We admire the glow of the fish’s underside, and I feel a flicker of self-doubt. It’s been a year since I cleaned a halibut; will I remember enough to teach someone new? But as it turns out, memory is not the problem; verbally deconstructing a subconscious process is.
My hands move with Ouija-board confidence, the knife dancing through skin, muscle and membrane with a certainty that’s absent from my words. This lesson isn’t as simple as “Cut here,” but a more intricate puzzle of, “Cut here, slice that muscle, make a cut that flows with the gill plate. Bring your knife all the way through up there, but just a shallow cut along here through the top layer of tissue.” As if guiding a child’s first Crayoned alphabet-writing efforts, I place my gloved hands over his to re-direct the blade.
Before hauling, Martin and I gave Ross our final words of wisdom – or a last lecture, depending on your perspective – on what to expect. It’s hard to convey the perpetual motion intensity of longlining, when someone’s only comparative experience is the mental grind and long-term endurance test of trolling.

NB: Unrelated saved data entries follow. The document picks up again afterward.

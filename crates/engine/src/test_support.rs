//! Fakes for the engine's external collaborators.

use std::{
    collections::{HashMap, VecDeque},
    io,
    path::{Path, PathBuf},
    sync::{
        Arc, Mutex,
        atomic::{AtomicUsize, Ordering},
    },
    time::Duration,
};

use async_trait::async_trait;
use chiron_cluster::{ClusterApi, ClusterError};
use chiron_types::ResourceKind;
use tracing::{Event, Level, Subscriber};
use tracing_subscriber::{Layer, layer::Context};

use crate::executor::{CommandError, CommandOutput, FileSink, ShellExecutor};

/// Scripted in-memory cluster.
///
/// Each kind has a queue of listings; every `list` call pops the front until a single
/// listing remains, which is then returned forever. Kinds without a script list as empty.
#[derive(Default)]
pub(crate) struct FakeCluster {
    listings: Mutex<HashMap<ResourceKind, VecDeque<Result<Vec<String>, String>>>>,
    list_calls: Mutex<Vec<ResourceKind>>,
    deleted: Mutex<Vec<(ResourceKind, String, String)>>,
    applied: Mutex<Vec<(String, String)>>,
    failing_apply: Mutex<Option<String>>,
    apply_delay: Mutex<Option<Duration>>,
}

impl FakeCluster {
    pub(crate) fn new() -> Arc<Self> {
        Arc::new(Self::default())
    }

    pub(crate) fn script(&self, kind: ResourceKind, names: &[&str]) {
        self.push_listing(kind, Ok(names.iter().map(|name| name.to_string()).collect()));
    }

    pub(crate) fn script_failure(&self, kind: ResourceKind, message: &str) {
        self.push_listing(kind, Err(message.to_string()));
    }

    pub(crate) fn fail_apply(&self, message: &str) {
        *self.failing_apply.lock().unwrap() = Some(message.to_string());
    }

    /// Makes every `apply` take `delay` before it completes.
    pub(crate) fn delay_apply(&self, delay: Duration) {
        *self.apply_delay.lock().unwrap() = Some(delay);
    }

    pub(crate) fn list_calls(&self, kind: ResourceKind) -> usize {
        self.list_calls.lock().unwrap().iter().filter(|called| **called == kind).count()
    }

    pub(crate) fn deleted(&self) -> Vec<(ResourceKind, String, String)> {
        self.deleted.lock().unwrap().clone()
    }

    pub(crate) fn applied(&self) -> Vec<(String, String)> {
        self.applied.lock().unwrap().clone()
    }

    fn push_listing(&self, kind: ResourceKind, listing: Result<Vec<String>, String>) {
        self.listings.lock().unwrap().entry(kind).or_default().push_back(listing);
    }
}

#[async_trait]
impl ClusterApi for FakeCluster {
    async fn list(&self, kind: ResourceKind, _namespace: &str) -> Result<Vec<String>, ClusterError> {
        self.list_calls.lock().unwrap().push(kind);
        let mut listings = self.listings.lock().unwrap();
        let Some(queue) = listings.get_mut(&kind) else {
            return Ok(Vec::new());
        };
        let listing = if queue.len() > 1 { queue.pop_front() } else { queue.front().cloned() };
        match listing {
            Some(Ok(names)) => Ok(names),
            Some(Err(message)) => Err(ClusterError::Manifest(message)),
            None => Ok(Vec::new()),
        }
    }

    async fn delete(&self, kind: ResourceKind, name: &str, namespace: &str) -> Result<(), ClusterError> {
        self.deleted
            .lock()
            .unwrap()
            .push((kind, name.to_string(), namespace.to_string()));
        Ok(())
    }

    async fn apply(&self, manifest: &str, namespace: &str) -> Result<(), ClusterError> {
        let delay = *self.apply_delay.lock().unwrap();
        if let Some(delay) = delay {
            tokio::time::sleep(delay).await;
        }
        if let Some(message) = self.failing_apply.lock().unwrap().clone() {
            return Err(ClusterError::Manifest(message));
        }
        self.applied.lock().unwrap().push((manifest.to_string(), namespace.to_string()));
        Ok(())
    }
}

/// Sink that keeps written files in memory.
#[derive(Default)]
pub(crate) struct RecordingSink {
    writes: Mutex<Vec<(PathBuf, Vec<u8>)>>,
    fail: Mutex<bool>,
}

impl RecordingSink {
    pub(crate) fn new() -> Arc<Self> {
        Arc::new(Self::default())
    }

    pub(crate) fn failing() -> Arc<Self> {
        let sink = Self::default();
        *sink.fail.lock().unwrap() = true;
        Arc::new(sink)
    }

    pub(crate) fn writes(&self) -> Vec<(PathBuf, Vec<u8>)> {
        self.writes.lock().unwrap().clone()
    }
}

#[async_trait]
impl FileSink for RecordingSink {
    async fn write(&self, path: &Path, bytes: &[u8]) -> io::Result<()> {
        if *self.fail.lock().unwrap() {
            return Err(io::Error::new(io::ErrorKind::PermissionDenied, "read-only sink"));
        }
        self.writes.lock().unwrap().push((path.to_path_buf(), bytes.to_vec()));
        Ok(())
    }
}

/// Shell that answers from a script and echoes unknown commands on stdout.
#[derive(Default)]
pub(crate) struct ScriptedShell {
    responses: Mutex<HashMap<String, Result<CommandOutput, CommandError>>>,
    runs: Mutex<Vec<String>>,
}

impl ScriptedShell {
    pub(crate) fn new() -> Arc<Self> {
        Arc::new(Self::default())
    }

    pub(crate) fn respond(&self, command: &str, stdout: &str, stderr: &str) {
        self.responses.lock().unwrap().insert(
            command.to_string(),
            Ok(CommandOutput {
                stdout: stdout.to_string(),
                stderr: stderr.to_string(),
            }),
        );
    }

    pub(crate) fn fail(&self, command: &str, stdout: &str, stderr: &str) {
        self.responses.lock().unwrap().insert(
            command.to_string(),
            Err(CommandError::Failed {
                command: command.to_string(),
                code: Some(1),
                stdout: stdout.to_string(),
                stderr: stderr.to_string(),
            }),
        );
    }

    pub(crate) fn runs(&self) -> Vec<String> {
        self.runs.lock().unwrap().clone()
    }
}

#[async_trait]
impl ShellExecutor for ScriptedShell {
    async fn run(&self, command: &str, _cwd: Option<&Path>) -> Result<CommandOutput, CommandError> {
        self.runs.lock().unwrap().push(command.to_string());
        match self.responses.lock().unwrap().get(command) {
            Some(Ok(output)) => Ok(output.clone()),
            Some(Err(CommandError::Failed {
                command,
                code,
                stdout,
                stderr,
            })) => Err(CommandError::Failed {
                command: command.clone(),
                code: *code,
                stdout: stdout.clone(),
                stderr: stderr.clone(),
            }),
            Some(Err(CommandError::Spawn { command, source })) => Err(CommandError::Spawn {
                command: command.clone(),
                source: io::Error::new(source.kind(), source.to_string()),
            }),
            None => Ok(CommandOutput {
                stdout: format!("{command}\n"),
                stderr: String::new(),
            }),
        }
    }
}

/// Layer counting ERROR events, for asserting on logged failures.
#[derive(Clone, Default)]
pub(crate) struct ErrorCounter(Arc<AtomicUsize>);

impl ErrorCounter {
    pub(crate) fn count(&self) -> usize {
        self.0.load(Ordering::SeqCst)
    }
}

impl<S: Subscriber> Layer<S> for ErrorCounter {
    fn on_event(&self, event: &Event<'_>, _ctx: Context<'_, S>) {
        if *event.metadata().level() == Level::ERROR {
            self.0.fetch_add(1, Ordering::SeqCst);
        }
    }
}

“Take care of all your bodily needs before we set or haul. Go to the head, get something to eat, stash a snack or something to drink on deck somewhere it won’t get slimed. Longlining is all about speed, and once we start, we don’t stop until everything’s done.”
Internally, I rolled my eyes. Longlining is hard work, sure, but with trips under a week long, it’s only a few days of hard. You focus, go wherever you need to go within yourself to do what needs to be done, and don’t stop moving until the captain says it’s time to stop. And for that, hopefully you make some good money, stay safe, and learn what your body and mind can endure when necessary.

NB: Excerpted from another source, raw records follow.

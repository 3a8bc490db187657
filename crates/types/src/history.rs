//! Per-step audit records.

use chrono::{DateTime, Utc};
use serde::{Deserialize, Serialize};

/// Audit entry for one step the operator has entered.
///
/// Records are append-only: commands are pushed while the step is active and `end_time`
/// is sealed exactly once when the step is left.
#[derive(Debug, Clone, PartialEq, Eq, Serialize, Deserialize)]
#[serde(rename_all = "camelCase")]
pub struct CompletedChunkRecord {
    pub start_time: DateTime<Utc>,
    #[serde(default, skip_serializing_if = "Option::is_none")]
    pub end_time: Option<DateTime<Utc>>,
    /// Every command submitted while the step was active, in submission order.
    #[serde(default)]
    pub command_attempts: Vec<String>,
}

impl CompletedChunkRecord {
    /// Opens a record for a step entered at `start_time`.
    pub fn started_at(start_time: DateTime<Utc>) -> Self {
        Self {
            start_time,
            end_time: None,
            command_attempts: Vec::new(),
        }
    }

    /// True until the record has been sealed.
    pub fn is_active(&self) -> bool {
        self.end_time.is_none()
    }

    /// Appends a command attempt. Sealed records are left untouched.
    pub fn record_attempt(&mut self, command: impl Into<String>) {
        if self.is_active() {
            self.command_attempts.push(command.into());
        }
    }

    /// Sets `end_time` if it has not been set yet.
    pub fn seal(&mut self, end_time: DateTime<Utc>) {
        if self.end_time.is_none() {
            self.end_time = Some(end_time);
        }
    }
}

Non-fishing friends shake their heads, wonder aloud why anyone would voluntarily put themselves through these demands, but it’s this pushing through and beyond my perceived limits that is precisely what I love about our work. New deckhands have to make the mental leap that fishing is a job where the harder you push yourself and the faster you work, the greater rewards you see. I’m hopeful that my work partner will understand that the faster we have everything cleaned, iced, re-baited, and scrubbed, the sooner we’ll be off our boots.
But right now, we’re in the midst of it, midway through our second set. Still an ocean away from being done. I slice, gut, and scrape my way through the pile, surreptitiously monitoring Ross’s process all the while. Cringing at the knife clutched in his hand as he awkwardly wrestles one wildly-thrashing halibut after another, I wonder how to explain the power of a fish that’s one massive muscle contorted with rage, fear, and survival instinct, and the urgency of handling halibut in the least disaster-prone manner possible. Whatever I’ve said so far doesn’t seem to have worked.
Sure enough, it’s not long before an angry 55-pounder thwacks him on the wrist. He jumps back, cradling right hand in left.
“Are you okay?” These three words have been bursting from my mouth several times a day.
He nods, looking at the fish with respectful eyes. “It’s like being hit with a baseball bat.”
When Ross and I begin baiting hooks in preparation for the next morning, the day’s end is close enough that I allow myself to start fantasizing about my bunk. We’ve soaked and hauled 2 sets. No major smash on either, we’ve chipped away perhaps a quarter of our quota today, a good training opportunity without ever being overwhelmed.
I’m quietly pleased with my crewmate’s work. His cleaning motions are slow but consistent, and he’s never stopped working. One moment’s stretch, gloved fists pressed into the small of his back, was the only indicator of the day’s demands. True to my Norwegian ancestors, stoicism impresses me.
I’m piercing a circle hook through a chunk of pollock, one eye on the fiery sun sinking into the horizon, when a new smell forces its way on deck. Unlike the usual looming odors of longlining, this one makes my mouth water immediately. “Oh my god, what are you making?” I call to the cabin.
In answer, Martin hollers out the galley window. “We don’t have any bay leaf or cardamom?”
Exasperated by his first venture into the spice cupboard, he grumbles adaptations to his recipe. Even in meal-making, a captain’s plans are constantly in flux.
It’s 10:00 when I study the deck. “That’s good, Ross.” All of the halibut, ling cod and yelloweye have been iced, 16 skates’ worth of baited hooks are draped over the cockpit, and the deck has been scrubbed. After 9 ½ hours on deck in constant motion, we’re done for the day. Tofu curry over rice, Extra-Strength Advil, and the bunks are calling us home, if only for a brief respite.